EXERCISE REQUIREMENTS: From the opening line of the records through the line bearing "in percentage points", set down every line exactly.

SOURCE DATA:
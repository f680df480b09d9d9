//! Overlap price statistics
//!
//! Summarizes how our prices sit against competitors for the same products:
//! the median relative delta, its interquartile range and extremes, and the
//! share of observations where we are cheaper, equal or overpriced.
//!
//! Dirty observations are expected from scraped feeds. They are excluded
//! from every denominator, never reported as errors.

use crate::statistics::{median_sorted, percentile_sorted, sort_ascending};
use crate::types::{OverlapItem, OverlapSummary, PricePosition};
use serde::{Deserialize, Serialize};
use std::collections::BTreeMap;
use tracing::debug;

#[cfg(feature = "parallel")]
use rayon::prelude::*;

/// Default width of the "equal price" band, in percentage points
pub const DEFAULT_EQUALITY_TOLERANCE_PCT: f64 = 0.5;

/// Summary calculation options
#[derive(Debug, Clone, PartialEq, Serialize, Deserialize)]
#[serde(default)]
pub struct OverlapOptions {
    /// Absolute band around a zero delta that counts as equal
    pub equality_tolerance_pct: f64,
    /// Drop observations quoted in a different currency than `currency`
    pub require_same_currency: bool,
    pub currency: Option<String>,
}

impl Default for OverlapOptions {
    fn default() -> Self {
        Self {
            equality_tolerance_pct: DEFAULT_EQUALITY_TOLERANCE_PCT,
            require_same_currency: false,
            currency: None,
        }
    }
}

impl OverlapOptions {
    pub fn with_tolerance(mut self, tolerance_pct: f64) -> Self {
        self.equality_tolerance_pct = tolerance_pct;
        self
    }

    /// Only keep observations quoted in `currency` (or with no currency at all)
    pub fn with_currency(mut self, currency: &str) -> Self {
        self.require_same_currency = true;
        self.currency = Some(currency.to_string());
        self
    }

    /// Currency filter. Items without a currency always pass.
    pub fn accepts_currency(&self, item: &OverlapItem) -> bool {
        if !self.require_same_currency {
            return true;
        }
        match (&self.currency, &item.currency) {
            (Some(wanted), Some(quoted)) => wanted == quoted,
            _ => true,
        }
    }
}

/// Summarize the valid observations in `overlaps`.
///
/// Never fails: an empty input, or one where nothing survives the currency
/// and price checks, yields a summary with `n == 0` and every statistic
/// `None`.
pub fn compute_overlap_summary(
    overlaps: &[OverlapItem],
    options: &OverlapOptions,
) -> OverlapSummary {
    if overlaps.is_empty() {
        return OverlapSummary::empty();
    }
    let deltas = collect_deltas(overlaps.iter(), options);
    summarize_deltas(deltas, overlaps.len(), options.equality_tolerance_pct)
}

/// One summary per SKU. Items without a SKU are grouped under `""`.
pub fn summarize_by_sku(
    overlaps: &[OverlapItem],
    options: &OverlapOptions,
) -> BTreeMap<String, OverlapSummary> {
    let mut groups: BTreeMap<&str, Vec<&OverlapItem>> = BTreeMap::new();
    for item in overlaps {
        groups
            .entry(item.sku.as_deref().unwrap_or(""))
            .or_default()
            .push(item);
    }

    let summarize_group = |(sku, items): (&str, Vec<&OverlapItem>)| {
        let total = items.len();
        let deltas = collect_deltas(items.into_iter(), options);
        (
            sku.to_string(),
            summarize_deltas(deltas, total, options.equality_tolerance_pct),
        )
    };

    #[cfg(feature = "parallel")]
    {
        groups.into_par_iter().map(summarize_group).collect()
    }

    #[cfg(not(feature = "parallel"))]
    {
        groups.into_iter().map(summarize_group).collect()
    }
}

fn collect_deltas<'a, I>(items: I, options: &OverlapOptions) -> Vec<f64>
where
    I: Iterator<Item = &'a OverlapItem>,
{
    items
        .filter(|item| options.accepts_currency(item))
        .filter_map(OverlapItem::delta_pct)
        .collect()
}

fn summarize_deltas(mut deltas: Vec<f64>, total: usize, tolerance_pct: f64) -> OverlapSummary {
    let n = deltas.len();
    if n < total {
        debug!(total, valid = n, excluded = total - n, "excluded price observations");
    }
    if n == 0 {
        return OverlapSummary::empty();
    }

    sort_ascending(&mut deltas);

    let (mut cheaper, mut equal, mut overpriced) = (0usize, 0usize, 0usize);
    for &delta in &deltas {
        match PricePosition::classify(delta, tolerance_pct) {
            PricePosition::Cheaper => cheaper += 1,
            PricePosition::Equal => equal += 1,
            PricePosition::Overpriced => overpriced += 1,
        }
    }
    let share = |count: usize| Some(count as f64 / n as f64 * 100.0);

    OverlapSummary {
        n,
        median_delta_pct: median_sorted(&deltas),
        cheaper_pct: share(cheaper),
        equal_pct: share(equal),
        overpriced_pct: share(overpriced),
        p25: percentile_sorted(&deltas, 25.0),
        p75: percentile_sorted(&deltas, 75.0),
        min: deltas.first().copied(),
        max: deltas.last().copied(),
    }
}
#[cfg(test)]
mod tests {
    use super::*;
    use tempfile::tempdir;

    fn store() -> Arc<StoreGateway> {
        let dir = tempdir().unwrap();
        Arc::new(StoreGateway::open(dir.path()).unwrap())
    }

    fn ctx() -> DecayContext {
        DecayContext {
            is_user_present: true,
            is_user_engaged: true,
            recent_emotional_activity: 0.3,
            environmental_stress: 0.0,
            social_support: 0.4,
            time_of_day: crate::decay::TimeOfDay::Afternoon,
            personality_stability: 0.5,
        }
    }

    #[tokio::test]
    async fn flush_with_no_provider_uses_heuristic_and_persists_on_change() {
        let manager = EmotionManager::new(
            None,
            store(),
            None,
            OccProfile::default(),
            &AppraisalConfig::default(),
        );
        manager.buffer_stimulus(StimulusEntry {
            stimulus_type: "message".to_string(),
            payload: "thank you so much, that was great!".to_string(),
            context: serde_json::json!({}),
        });
        let social = SocialContext {
            is_user_present: true,
            is_user_engaged: true,
        };
        let result = manager.flush(&ctx(), social).await.unwrap();
        assert!(result.is_some());
        assert!(manager.active_map().contains_key("joy"));
    }

    #[tokio::test]
    async fn flush_with_empty_buffer_is_a_no_op() {
        let manager = EmotionManager::new(
            None,
            store(),
            None,
            OccProfile::default(),
            &AppraisalConfig::default(),
        );
        let social = SocialContext {
            is_user_present: false,
            is_user_engaged: false,
        };
        let result = manager.flush(&ctx(), social).await.unwrap();
        assert!(result.is_none());
    }

    #[test]
    fn decay_only_is_a_no_op_within_the_same_instant() {
        let manager = EmotionManager::new(
            None,
            store(),
            None,
            OccProfile::default(),
            &AppraisalConfig::default(),
        );
        manager.decay_only(&ctx()).unwrap();
    }
}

SOLUTION BELOW:
repository f680df480b09d9d9
//! Overlap price statistics
//!
//! Summarizes how our prices sit against competitors for the same products:
//! the median relative delta, its interquartile range and extremes, and the
//! share of observations where we are cheaper, equal or overpriced.
//!
//! Dirty observations are expected from scraped feeds. They are excluded
//! from every denominator, never reported as errors.

use crate::statistics::{median_sorted, percentile_sorted, sort_ascending};
use crate::types::{OverlapItem, OverlapSummary, PricePosition};
use serde::{Deserialize, Serialize};
use std::collections::BTreeMap;
use tracing::debug;

#[cfg(feature = "parallel")]
use rayon::prelude::*;

/// Default width of the "equal price" band, in percentage points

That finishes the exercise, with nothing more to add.